I was born and raised in Singapore. I was a middle-distance runner
(1,500m & 3,000m Steeplechase)in my secondary school, and took up bodybuilding
when I was 16. I competed on the national level in 1990-1993 and won one
runnner-up and three third placings.
- How many years have you been participating in Triathlons?
I started in 2004, beginning with a 10k, 21k and then a marathon.
- When did you realize you’d been bitten by the triathlon bug?
When I completed my first biathlon (swim and run), did not dehydrate, and suffered heat exhaustion. I cam back much prepared at the next race, and completed my first Olympic Distance triathlon.
- Triathlon experience: As long or as brief as you like
Started in 2004, and it continues today. I do at least two international marathons a year, and two Ironman triathlons annually. I, once, completed 5 Ironmans within 17 months. I did one 84km ultra-marathon and three ultra-marathons (52.5km each) – these format is not my preference. I have done the Ironman 70.3 World Championships in 2008 and 2009, and I will do the Hawaii Ironman Triathlon World Championships in October. I do several 10km and 21km runs each year, between my Ironman races.

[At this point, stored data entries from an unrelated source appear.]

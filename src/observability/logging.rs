//! Structured logging.
//!
//! # Responsibilities
//! - Initialize the logging subsystem
//! - Select the output format
//! - Configure the log level
//!
//! # Design Decisions
//! - Uses tracing crate for structured logging
//! - JSON format for production, pretty format for development
//! - `RUST_LOG` overrides the configured level

use thiserror::Error;
use tracing_subscriber::filter::ParseError;
use tracing_subscriber::util::TryInitError;
use tracing_subscriber::{fmt, layer::SubscriberExt, util::SubscriberInitExt, EnvFilter};

use crate::config::{LogFormat, ObservabilityConfig};

/// Error type for logging setup.
#[derive(Debug, Error)]
pub enum LoggingError {
    #[error("invalid log level: {0}")]
    Filter(#[from] ParseError),

    #[error("logging already initialized: {0}")]
    Init(#[from] TryInitError),
}

/// Build the level filter from the environment, falling back to `log_level`.
pub fn env_filter(config: &ObservabilityConfig) -> Result<EnvFilter, ParseError> {
    EnvFilter::try_from_default_env().or_else(|_| EnvFilter::try_new(&config.log_level))
}

/// Install the global subscriber.
pub fn init(config: &ObservabilityConfig) -> Result<(), LoggingError> {
    let registry = tracing_subscriber::registry().with(env_filter(config)?);

    match config.log_format {
        LogFormat::Pretty => registry.with(fmt::layer()).try_init()?,
        LogFormat::Json => registry
            .with(fmt::layer().json().flatten_event(true))
            .try_init()?,
    }

    Ok(())
}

- Walk us through your active lifestyle. What is an average day when you are training for an ironman?
With one or two rest days integrated per week into my Ironman training schedule, I make time to train before or after work. I either do one long, single discipline or two shorter sessions (with two disciplines). For instance, I may have a masters swim session on Monday, followed by a 60-90 minute indoor-ride session (befor work), and a fast 10km run in the evening. On Saturdays, I either have an open-water swim followed with a fast 5km time trial. On Sundays, I do my long rides of 3-6 hours duration. I do each discipline at least thrice a week.
- When taking on such an event, how do you maintain your balance of work, life and family?
I manage this aspect well, as my Iron-mate is my important pivot point in my life. She accompanies me, and ensures my success in these adventures. We are both small business owners, so are either on the road or at meetings. Our lifestyle revolves around our projects or our vacation. Most of my races are part of our vacation.
- How does an active physical lifestyle tie in to your work ?( if at all)
I am fitter to face my work day. I stand on my feet most of the time as a classroom trainer, or teambuilding facilitator so my energy feeds me for long sessions. Plus, I have the advantage of having time to train when I am not teaching or facilitating a group conversation.
- Is there any synergy between triathlon (and being a triathlete) and running a business. If so please explain?
As you would know, John, I often draw the parallels between doing endurance, multi-sports, events and leadership. And, this leadership can be ‘rolled over’ (to use a Kona term) to business and one’s profession. The personal values of endurance sport that are synergistic to one’s vocation and recreation are: tenacity, determination, respect, patience, performance, excellence, optimism and perseverence. Given time, and we continue to learn and develop, we can build any business or career.
- What are your plans in respect to training for Kona.
Already, I began my training in earnest. (16-20 week plan) My latest discipline is waking up as early as 5.00am to do my indoor-rides, outdoor-rides, and long runs. I have also begun training twice a day, especially on a full working day. My focus will be to be stronger in my open-water swim, and be quicker and tougher on the ride. For my swim, I am swimming regularly focused on efficient technique, core strength and a comfortable race-pace. My rides will include more spin efficiency, riding with strong riders, and taking on more hilly conditions.This will allow me a better shot at a sub-4 hour marathon (one of my dreams). I have been speaking to Kona finishers and gleaning their wisdom. This include my coach Craig Holland (2005), and my tri-buddy Clifford Lee (2010, Legacy Lottery winner).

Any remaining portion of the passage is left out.